In your answer, give each entry again exactly as it appears.

━━━ MATERIAL SHOWN ━━━

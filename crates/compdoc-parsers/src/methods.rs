//! Public method extraction from the component class.

use crate::properties::is_function_kind;
use crate::syntax::*;
use crate::typescript::TypeScriptStructureParser;
use compdoc_common::{CompdocError, Facet, MethodDescriptor, MethodParameter, Result};
use tree_sitter::Node;

impl TypeScriptStructureParser {
    /// Extract the externally callable methods of the primary component class.
    pub fn extract_methods(&self, source: &str) -> Result<Vec<MethodDescriptor>> {
        let tree = self.parse_tree(source)?;
        let root = tree.root_node();

        let component = primary_component(&root, source)
            .ok_or_else(|| CompdocError::unavailable(Facet::Methods))?;
        let Some(body) = component.child_by_field_name("body") else {
            return Ok(Vec::new());
        };

        let mut methods: Vec<MethodDescriptor> = Vec::new();
        for member in named_children(&body) {
            let Some(method) = self.method_from_member(&member, source) else {
                continue;
            };
            // Overload signatures repeat the name; the first declaration wins.
            if methods.iter().all(|m| m.name != method.name) {
                methods.push(method);
            }
        }

        Ok(methods)
    }

    fn method_from_member(&self, member: &Node, source: &str) -> Option<MethodDescriptor> {
        let callable = match member.kind() {
            "method_definition" | "method_signature" => {
                if has_child_kind(member, "get") || has_child_kind(member, "set") {
                    return None;
                }
                *member
            }
            "public_field_definition" | "field_definition" => {
                let value = unwrap_expression(member.child_by_field_name("value")?);
                if !is_function_kind(value.kind()) {
                    return None;
                }
                value
            }
            _ => return None,
        };

        if is_hidden_member(member, source) {
            return None;
        }
        let name = property_key(&member.child_by_field_name("name")?, source);
        if name.starts_with('#') || self.conventions.is_internal_method(&name) {
            return None;
        }

        let parameters = callable.child_by_field_name("parameters")?;
        let return_type = callable
            .child_by_field_name("return_type")
            .map(|annotation| annotation_text(&annotation, source))?;

        Some(MethodDescriptor {
            name,
            parameters: extract_parameters(&parameters, source),
            return_type,
        })
    }
}

/// Default-exported class, else the first exported non-props class, else the first class.
fn primary_component<'t>(root: &Node<'t>, source: &str) -> Option<Node<'t>> {
    let classes: Vec<TopLevel> = top_level_declarations(root)
        .into_iter()
        .filter(|decl| is_class_kind(decl.node.kind()))
        .collect();
    let is_props = |node: &Node| {
        field_text(node, "name", source)
            .map(|name| name.ends_with("Props"))
            .unwrap_or(false)
    };

    classes
        .iter()
        .find(|decl| decl.default_export)
        .or_else(|| classes.iter().find(|decl| decl.exported && !is_props(&decl.node)))
        .or_else(|| classes.iter().find(|decl| !is_props(&decl.node)))
        .or_else(|| classes.first())
        .map(|decl| decl.node)
}

fn extract_parameters(parameters: &Node, source: &str) -> Vec<MethodParameter> {
    named_children(parameters)
        .into_iter()
        .filter(|param| matches!(param.kind(), "required_parameter" | "optional_parameter"))
        .filter_map(|param| {
            let pattern = param.child_by_field_name("pattern")?;
            let name = node_text(&pattern, source).trim().to_string();
            if name == "this" {
                return None;
            }
            let optional = param.kind() == "optional_parameter"
                || param.child_by_field_name("value").is_some();
            Some(MethodParameter {
                name,
                type_annotation: type_of(&param, source).unwrap_or_else(|| "any".to_string()),
                optional,
            })
        })
        .collect()
}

━━━

SOLUTION FOR THIS TASK
filename crates/compdoc-parsers/src/methods.rs
//! Public method extraction from the component class.

use crate::properties::is_function_kind;
use crate::syntax::*;
use crate::typescript::TypeScriptStructureParser;
use compdoc_common::{CompdocError, Facet, MethodDescriptor, MethodParameter, Result};
use tree_sitter::Node;

impl TypeScriptStructureParser {
    /// Extract the externally callable methods of the primary component class.
    pub fn extract_methods(&self, source: &str) -> Result<Vec<MethodDescriptor>> {
        let tree = self.parse_tree(source)?;
        let root = tree.root_node();

        let component = primary_component(&root, source)
            .ok_or_else(|| CompdocError::unavailable(Facet::Methods))?;
        let Some(body) = component.child_by_field_name("body") else {
            return Ok(Vec::new());
        };

        let mut methods: Vec<MethodDescriptor> = Vec::new();
        for member in named_children(&body) {
            let Some(method) = self.method_from_member(&member, source) else {
                continue;
            };
            // Overload signatures repeat the name; the first declaration wins.
            if methods.iter().all(|m| m.name != method.name) {
                methods.push(method);
            }
        }

        Ok(methods)
    }

    fn method_from_member(&self, member: &Node, source: &str) -> Option<MethodDescriptor> {
        let callable = match member.kind() {
            "method_definition" | "method_signature" => {
                if has_child_kind(member, "get") || has_child_kind(member, "set") {
                    return None;
                }
                *member
            }
            "public_field_definition" | "field_definition" => {
                let value = unwrap_expression(member.child_by_field_name("value")?);
                if !is_function_kind(value.kind()) {
                    return None;
                }
                value
            }
            _ => return None,
        };

        if is_hidden_member(member, source) {
            return None;
        }
        let name = property_key(&member.child_by_field_name("name")?, source);
        if name.starts_with('#') || self.conventions.is_internal_method(&name) {
            return None;
        }

        let parameters = callable.child_by_field_name("parameters")?;
        let return_type = callable
            .child_by_field_name("return_type")
            .map(|annotation| annotation_text(&annotation, source))?;

        Some(MethodDescriptor {
            name,
            parameters: extract_parameters(&parameters, source),
            return_type,
        })
    }
}

/// Default-exported class, else the first exported non-props class, else the first class.
fn primary_component<'t>(root: &Node<'t>, source: &str) -> Option<Node<'t>> {
    let classes: Vec<TopLevel> = top_level_declarations(root)
        .into_iter()
        .filter(|decl| is_class_kind(decl.node.kind()))
        .collect();
    let is_props = |node: &Node| {
        field_text(node, "name", source)
            .map(|name| name.ends_with("Props"))
            .unwrap_or(false)
    };

    classes
        .iter()
        .find(|decl| decl.default_export)
        .or_else(|| classes.iter().find(|decl| decl.exported && !is_props(&decl.node)))
        .or_else(|| classes.iter().find(|decl| !is_props(&decl.node)))
        .or_else(|| classes.first())
        .map(|decl| decl.node)
}

fn extract_parameters(parameters: &Node, source: &str) -> Vec<MethodParameter> {
    named_children(parameters)
        .into_iter()
        .filter(|param| matches!(param.kind(), "required_parameter" | "optional_parameter"))
        .filter_map(|param| {
            let pattern = param.child_by_field_name("pattern")?;
            let name = node_text(&pattern, source).trim().to_string();
            if name == "this" {
                return None;
            }
            let optional = param.kind() == "optional_parameter"
                || param.child_by_field_name("value").is_some();
            Some(MethodParameter {
                name,
                type_annotation: type_of(&param, source).unwrap_or_else(|| "any".to_string()),
                optional,
            })
        })
        .collect()
}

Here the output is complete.